→ What to do: Extract each line of the data below exactly as written.
*** Data provided Section Begins ***
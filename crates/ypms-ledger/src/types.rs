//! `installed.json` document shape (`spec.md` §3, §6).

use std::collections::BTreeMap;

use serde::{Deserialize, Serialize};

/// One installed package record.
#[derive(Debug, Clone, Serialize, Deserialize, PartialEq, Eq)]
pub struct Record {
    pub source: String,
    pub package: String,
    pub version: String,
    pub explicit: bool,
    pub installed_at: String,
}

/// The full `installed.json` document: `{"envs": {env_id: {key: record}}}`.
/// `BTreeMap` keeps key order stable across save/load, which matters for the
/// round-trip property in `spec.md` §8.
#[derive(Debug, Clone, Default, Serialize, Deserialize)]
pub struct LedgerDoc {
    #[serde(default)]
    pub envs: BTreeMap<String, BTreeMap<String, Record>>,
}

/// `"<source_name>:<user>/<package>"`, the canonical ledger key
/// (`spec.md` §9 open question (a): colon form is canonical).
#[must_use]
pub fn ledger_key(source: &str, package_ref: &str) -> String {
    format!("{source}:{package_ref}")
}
*** Data provided Section Ends ***
→ Reply:
filename crates/ypms-ledger/src/types.rs
//! `installed.json` document shape (`spec.md` §3, §6).

use std::collections::BTreeMap;

use serde::{Deserialize, Serialize};

/// One installed package record.
#[derive(Debug, Clone, Serialize, Deserialize, PartialEq, Eq)]
pub struct Record {
    pub source: String,
    pub package: String,
    pub version: String,
    pub explicit: bool,
    pub installed_at: String,
}

/// The full `installed.json` document: `{"envs": {env_id: {key: record}}}`.
/// `BTreeMap` keeps key order stable across save/load, which matters for the
/// round-trip property in `spec.md` §8.
#[derive(Debug, Clone, Default, Serialize, Deserialize)]
pub struct LedgerDoc {
    #[serde(default)]
    pub envs: BTreeMap<String, BTreeMap<String, Record>>,
}

/// `"<source_name>:<user>/<package>"`, the canonical ledger key
/// (`spec.md` §9 open question (a): colon form is canonical).
#[must_use]
pub fn ledger_key(source: &str, package_ref: &str) -> String {
    format!("{source}:{package_ref}")
}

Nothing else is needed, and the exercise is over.